Under our election system of First Past the Post, all a candidate has to do to win a seat is to achieve a ‘simple plurality’. This means that they just have to get more votes than the party with the second highest number of votes. In an extreme example this means that in a constituency where Labour gets 15,000 votes, Conservatives get 14,999 and UKIP gets 14,998 votes, Labour wins, even though the electorate is on the majority right-leaning.
I say it is an extreme situation, but it is serious for Cameron, because many Conservative voters are considering voting for UKIP, and earlier today OfCOM, who are regulating media coverage of the election, said they were considering designating UKIP a ‘major party’. This would mean that they get as much airtime as the other three main parties. They would get a clip in every broadcast about the election, they would be invited to have their candidate featured in every broadcast from a constituency, and they will be allowed the same number of party political broadcasts as the others.
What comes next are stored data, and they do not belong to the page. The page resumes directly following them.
//! Route definitions shared by every content table.

use axum::routing::get;
use axum::Router;
use counsel_db::repositories::EntityRepo;

use crate::handlers::entity;
use crate::state::AppState;

/// Routes mounted under `/{kind}`.
///
/// ```text
/// GET    /           list
/// POST   /           create
/// GET    /{id}       get_by_id
/// PATCH  /{id}       update
/// DELETE /{id}       delete
/// ```
pub fn router<R: EntityRepo>() -> Router<AppState> {
    Router::new()
        .route("/", get(entity::list::<R>).post(entity::create::<R>))
        .route(
            "/{id}",
            get(entity::get_by_id::<R>)
                .patch(entity::update::<R>)
                .delete(entity::delete::<R>),
        )
}
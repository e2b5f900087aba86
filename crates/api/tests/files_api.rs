//! Integration tests for media upload and download.
//!
//! None of these routes touch the database, so the app is built over a pool
//! that never connects.

mod common;

use axum::http::{header, StatusCode};
use common::{body_bytes, body_json, get, png_bytes, post_multipart, Part};

#[tokio::test]
async fn test_png_is_stored_as_jpeg_under_fresh_name() {
    let app = common::build_offline_app();
    let png = png_bytes();

    let response = post_multipart(
        app.app(),
        "/files",
        &[Part {
            file_name: "logo.png",
            content_type: "image/png",
            bytes: &png,
        }],
    )
    .await;
    assert_eq!(response.status(), StatusCode::CREATED);

    let json = body_json(response).await;
    let files = json["files"].as_array().unwrap();
    assert_eq!(files.len(), 1);
    let name = files[0]["name"].as_str().unwrap().to_string();
    assert_ne!(name, "logo.png");
    assert!(name.ends_with(".jpg"));
    assert_eq!(files[0]["type"], "image/jpeg");

    let response = get(app.app(), &format!("/files/{name}")).await;
    assert_eq!(response.status(), StatusCode::OK);
    assert_eq!(response.headers()[header::CONTENT_TYPE], "image/jpeg");
    let bytes = body_bytes(response).await;
    assert_eq!(bytes.len() as u64, files[0]["size"].as_u64().unwrap());
    assert_eq!(image::guess_format(&bytes).unwrap(), image::ImageFormat::Jpeg);
}

#[tokio::test]
async fn test_second_video_replaces_first() {
    let app = common::build_offline_app();

    for payload in [b"first-video-bytes".as_slice(), b"second".as_slice()] {
        let response = post_multipart(
            app.app(),
            "/files",
            &[Part {
                file_name: "clip.mov",
                content_type: "video/mp4",
                bytes: payload,
            }],
        )
        .await;
        assert_eq!(response.status(), StatusCode::CREATED);
        let json = body_json(response).await;
        assert_eq!(json["files"][0]["name"], "video.mp4");
        assert_eq!(json["files"][0]["type"], "video/mp4");
    }

    assert_eq!(app.stored_files(), vec!["video.mp4".to_string()]);

    let response = get(app.app(), "/files/video.mp4").await;
    assert_eq!(response.status(), StatusCode::OK);
    assert_eq!(response.headers()[header::CONTENT_TYPE], "video/mp4");
    assert_eq!(body_bytes(response).await, b"second");
}

#[tokio::test]
async fn test_mixed_upload_reports_every_file() {
    let app = common::build_offline_app();
    let png = png_bytes();

    let response = post_multipart(
        app.app(),
        "/files",
        &[
            Part {
                file_name: "a.png",
                content_type: "image/png",
                bytes: &png,
            },
            Part {
                file_name: "intro.mp4",
                content_type: "video/mp4",
                bytes: b"video",
            },
        ],
    )
    .await;
    assert_eq!(response.status(), StatusCode::CREATED);
    let json = body_json(response).await;
    assert_eq!(json["files"].as_array().unwrap().len(), 2);
    assert_eq!(json["files"][1]["size"], 5);
}

#[tokio::test]
async fn test_non_media_part_is_rejected() {
    let app = common::build_offline_app();

    let response = post_multipart(
        app.app(),
        "/files",
        &[Part {
            file_name: "notes.pdf",
            content_type: "application/pdf",
            bytes: b"%PDF-1.4",
        }],
    )
    .await;
    assert_eq!(response.status(), StatusCode::BAD_REQUEST);
    let json = body_json(response).await;
    assert_eq!(json["code"], "VALIDATION_ERROR");
    assert!(json["error"].as_str().unwrap().contains("notes.pdf"));
    assert!(app.stored_files().is_empty());
}

#[tokio::test]
async fn test_undecodable_image_is_rejected() {
    let app = common::build_offline_app();

    let response = post_multipart(
        app.app(),
        "/files",
        &[Part {
            file_name: "broken.png",
            content_type: "image/png",
            bytes: b"not really a png",
        }],
    )
    .await;
    assert_eq!(response.status(), StatusCode::BAD_REQUEST);
    assert!(app.stored_files().is_empty());
}

#[tokio::test]
async fn test_upload_without_files_is_rejected() {
    let app = common::build_offline_app();

    let response = post_multipart(app.app(), "/files", &[]).await;
    assert_eq!(response.status(), StatusCode::BAD_REQUEST);
}

#[tokio::test]
async fn test_traversal_names_are_rejected() {
    let app = common::build_offline_app();

    for uri in [
        "/files/..%2fsecret",
        "/files/..%2fsecret.txt",
        "/files/..",
        "/files/a%5Cb.jpg",
    ] {
        let response = get(app.app(), uri).await;
        assert_eq!(response.status(), StatusCode::BAD_REQUEST, "{uri}");
    }
}

#[tokio::test]
async fn test_hidden_staging_file_is_not_served() {
    let app = common::build_offline_app();
    app.put_file(".video.mp4.partial", b"half a video");

    let response = get(app.app(), "/files/.video.mp4.partial").await;
    assert_eq!(response.status(), StatusCode::BAD_REQUEST);
}

#[tokio::test]
async fn test_missing_file_returns_404() {
    let app = common::build_offline_app();

    let response = get(app.app(), "/files/nope.jpg").await;
    assert_eq!(response.status(), StatusCode::NOT_FOUND);
    assert_eq!(body_json(response).await["code"], "FILE_NOT_FOUND");
}

#[tokio::test]
async fn test_content_type_follows_extension() {
    let app = common::build_offline_app();
    app.put_file("banner.webp", b"RIFF");
    app.put_file("data.bin", b"\x00\x01");

    let response = get(app.app(), "/files/banner.webp").await;
    assert_eq!(response.headers()[header::CONTENT_TYPE], "image/webp");

    let response = get(app.app(), "/files/data.bin").await;
    assert_eq!(
        response.headers()[header::CONTENT_TYPE],
        "application/octet-stream"
    );
}
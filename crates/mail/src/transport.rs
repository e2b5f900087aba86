//! Outbound mail transports.

use async_trait::async_trait;
use lettre::transport::smtp::authentication::Credentials;
use lettre::{AsyncSmtpTransport, AsyncTransport, Message, Tokio1Executor};

use crate::config::MailConfig;
use crate::error::MailError;

/// Something that can deliver a fully built message.
#[async_trait]
pub trait MailTransport: Send + Sync {
    async fn send(&self, message: Message) -> Result<(), MailError>;
}

/// SMTP delivery via `lettre`.
pub struct SmtpTransport {
    inner: AsyncSmtpTransport<Tokio1Executor>,
}

impl SmtpTransport {
    /// Build the SMTP client. No connection is opened until the first send.
    pub fn from_config(config: &MailConfig) -> Result<Self, MailError> {
        let builder = if config.smtp_secure {
            AsyncSmtpTransport::<Tokio1Executor>::relay(&config.smtp_host)?
        } else {
            AsyncSmtpTransport::<Tokio1Executor>::starttls_relay(&config.smtp_host)?
        };

        let inner = builder
            .port(config.smtp_port)
            .credentials(Credentials::new(
                config.smtp_user.clone(),
                config.smtp_password.clone(),
            ))
            .build();

        Ok(Self { inner })
    }
}

#[async_trait]
impl MailTransport for SmtpTransport {
    async fn send(&self, message: Message) -> Result<(), MailError> {
        self.inner.send(message).await?;
        Ok(())
    }
}
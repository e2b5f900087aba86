pub mod entity;
pub mod health;

use axum::extract::DefaultBodyLimit;
use axum::routing::{get, post};
use axum::Router;
use counsel_core::media::MAX_VIDEO_BYTES;
use counsel_db::repositories::{
    AttorneyRepo, BlogRepo, CarouselImageRepo, OfferRepo, PromotionalOfferRepo, TestimonialRepo,
    WorkRepo,
};

use crate::handlers;
use crate::state::AppState;

/// Room for multipart boundaries and part headers on top of the largest file.
const MULTIPART_OVERHEAD: u64 = 1024 * 1024;

/// Build the route tree.
///
/// Route hierarchy:
///
/// ```text
/// /carousel-images                 list, create
/// /carousel-images/{id}            get, update, delete
/// /carousel-images/row/{row}       list one row ordered by index
///
/// /testimonials[/{id}]             CRUD
/// /promotional-offers[/{id}]       CRUD
/// /attorneys[/{id}]                CRUD
/// /works[/{id}]                    CRUD
/// /offers[/{id}]                   CRUD
/// /blogs[/{id}]                    CRUD
///
/// /files                           upload (POST, multipart)
/// /files/{filename}                download (GET)
///
/// /email                           contact form (POST)
/// ```
pub fn api_routes() -> Router<AppState> {
    let carousel = entity::router::<CarouselImageRepo>().route(
        "/row/{row}",
        get(handlers::carousel::list_by_row),
    );

    let files = Router::new()
        .route(
            "/",
            post(handlers::files::upload)
                .layer(DefaultBodyLimit::max((MAX_VIDEO_BYTES + MULTIPART_OVERHEAD) as usize)),
        )
        .route("/{filename}", get(handlers::files::serve));

    Router::new()
        .nest("/carousel-images", carousel)
        .nest("/testimonials", entity::router::<TestimonialRepo>())
        .nest("/promotional-offers", entity::router::<PromotionalOfferRepo>())
        .nest("/attorneys", entity::router::<AttorneyRepo>())
        .nest("/works", entity::router::<WorkRepo>())
        .nest("/offers", entity::router::<OfferRepo>())
        .nest("/blogs", entity::router::<BlogRepo>())
        .nest("/files", files)
        .route("/email", post(handlers::email::send_contact))
}
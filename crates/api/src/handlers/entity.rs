//! Generic CRUD handlers shared by every content table.
//!
//! Each handler is instantiated per repository, e.g.
//! `get(entity::list::<TestimonialRepo>)`. Input is validated by the
//! extractors before the handler body runs, and blob references are checked
//! against the upload directory before anything is written.

use axum::extract::State;
use axum::http::StatusCode;
use axum::Json;
use counsel_core::blob_store::BlobRefs;
use counsel_core::error::CoreError;
use counsel_core::validation::ensure_not_empty;
use counsel_db::repositories::EntityRepo;

use crate::error::{AppError, AppResult};
use crate::extract::{EntityId, ValidJson};
use crate::response::{DataResponse, MessageResponse};
use crate::state::AppState;

fn not_found<R: EntityRepo>(id: i64) -> AppError {
    AppError::Core(CoreError::NotFound {
        entity: R::ENTITY,
        id,
    })
}

/// GET /{kind}
pub async fn list<R: EntityRepo>(
    State(state): State<AppState>,
) -> AppResult<Json<DataResponse<Vec<R::Record>>>> {
    let records = R::list(&state.pool).await?;
    Ok(Json(DataResponse { data: records }))
}

/// GET /{kind}/{id}
pub async fn get_by_id<R: EntityRepo>(
    State(state): State<AppState>,
    EntityId(id): EntityId,
) -> AppResult<Json<DataResponse<R::Record>>> {
    let record = R::find_by_id(&state.pool, id)
        .await?
        .ok_or_else(|| not_found::<R>(id))?;
    Ok(Json(DataResponse { data: record }))
}

/// POST /{kind}
///
/// Referenced files must already exist; a missing one is a 404 naming the
/// file and nothing is inserted.
pub async fn create<R: EntityRepo>(
    State(state): State<AppState>,
    ValidJson(input): ValidJson<R::Create>,
) -> AppResult<(StatusCode, Json<MessageResponse<R::Record>>)> {
    state.blobs.ensure_all_exist(&input.blob_refs()).await?;

    let record = R::create(&state.pool, &input).await?;
    tracing::info!(entity = R::ENTITY, "Record created");
    Ok((
        StatusCode::CREATED,
        Json(MessageResponse {
            message: format!("{} created successfully", R::ENTITY),
            data: record,
        }),
    ))
}

/// PATCH /{kind}/{id}
///
/// Only the supplied fields change. An empty body is rejected before the
/// database is consulted.
pub async fn update<R: EntityRepo>(
    State(state): State<AppState>,
    EntityId(id): EntityId,
    ValidJson(input): ValidJson<R::Update>,
) -> AppResult<Json<MessageResponse<R::Record>>> {
    ensure_not_empty(&input)?;
    state.blobs.ensure_all_exist(&input.blob_refs()).await?;

    let record = R::update(&state.pool, id, &input)
        .await?
        .ok_or_else(|| not_found::<R>(id))?;
    tracing::info!(entity = R::ENTITY, id, "Record updated");
    Ok(Json(MessageResponse {
        message: format!("{} updated successfully", R::ENTITY),
        data: record,
    }))
}

/// DELETE /{kind}/{id}
///
/// Referenced files stay on disk.
pub async fn delete<R: EntityRepo>(
    State(state): State<AppState>,
    EntityId(id): EntityId,
) -> AppResult<Json<MessageResponse<R::Record>>> {
    let record = R::delete(&state.pool, id)
        .await?
        .ok_or_else(|| not_found::<R>(id))?;
    tracing::info!(entity = R::ENTITY, id, "Record deleted");
    Ok(Json(MessageResponse {
        message: format!("{} deleted successfully", R::ENTITY),
        data: record,
    }))
}
//! Repository for the `blogs` table.

use async_trait::async_trait;
use counsel_core::types::DbId;
use sqlx::PgPool;

use crate::models::blog::{Blog, CreateBlog, UpdateBlog};
use crate::repositories::EntityRepo;

const COLUMNS: &str = "id, title, author, content, created_at, updated_at";

pub struct BlogRepo;

#[async_trait]
impl EntityRepo for BlogRepo {
    const ENTITY: &'static str = "Blog";
    const TABLE: &'static str = "blogs";
    const COLUMNS: &'static str = COLUMNS;

    type Record = Blog;
    type Create = CreateBlog;
    type Update = UpdateBlog;

    async fn create(pool: &PgPool, input: &CreateBlog) -> Result<Blog, sqlx::Error> {
        let query = format!(
            "INSERT INTO blogs (title, author, content)
             VALUES ($1, $2, $3)
             RETURNING {COLUMNS}"
        );
        sqlx::query_as::<_, Blog>(&query)
            .bind(&input.title)
            .bind(&input.author)
            .bind(&input.content)
            .fetch_one(pool)
            .await
    }

    /// Every successful update refreshes `updated_at`.
    async fn update(
        pool: &PgPool,
        id: DbId,
        input: &UpdateBlog,
    ) -> Result<Option<Blog>, sqlx::Error> {
        let query = format!(
            "UPDATE blogs SET
                title = COALESCE($2, title),
                author = COALESCE($3, author),
                content = COALESCE($4, content),
                updated_at = NOW()
             WHERE id = $1
             RETURNING {COLUMNS}"
        );
        sqlx::query_as::<_, Blog>(&query)
            .bind(id)
            .bind(&input.title)
            .bind(&input.author)
            .bind(&input.content)
            .fetch_optional(pool)
            .await
    }
}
OfCOM are NOT considering this status for the Green Party, and these two put together as far as Cameron sees it (rightly), could be disastrous for his Party’s election chances. The more voters leak to UKIP on the right, the less chance Conservatives have of winning marginal seats against Labour. If, however, he can get the Greens in the debates at least, and I wouldn’t be surprised if he pushes for other forms of exposure for them, then those left-leaning Labour voters who are uncomfortable with the current Labour position on austerity for instance may be more likely to go to the Green Party, making it more likely that the Conservatives can win marginal constituencies where there is a decent Green presence to take enough Labour voters away. Where there is a Lib Dem/Conservative marginal, those left-leaning Lib Dems voters who feel betrayed by the Party’s involvement in the Coalition’s austerity programme might also slip to the Greens.
Don’t take it from me though, take it from Cameron himself…whose private view, it was reported was “if we, the Conservatives, are to get hurt by the people to our right, UKIP, then Labour and the Liberal Democrats should get hurt by people to their left, the Green Party”.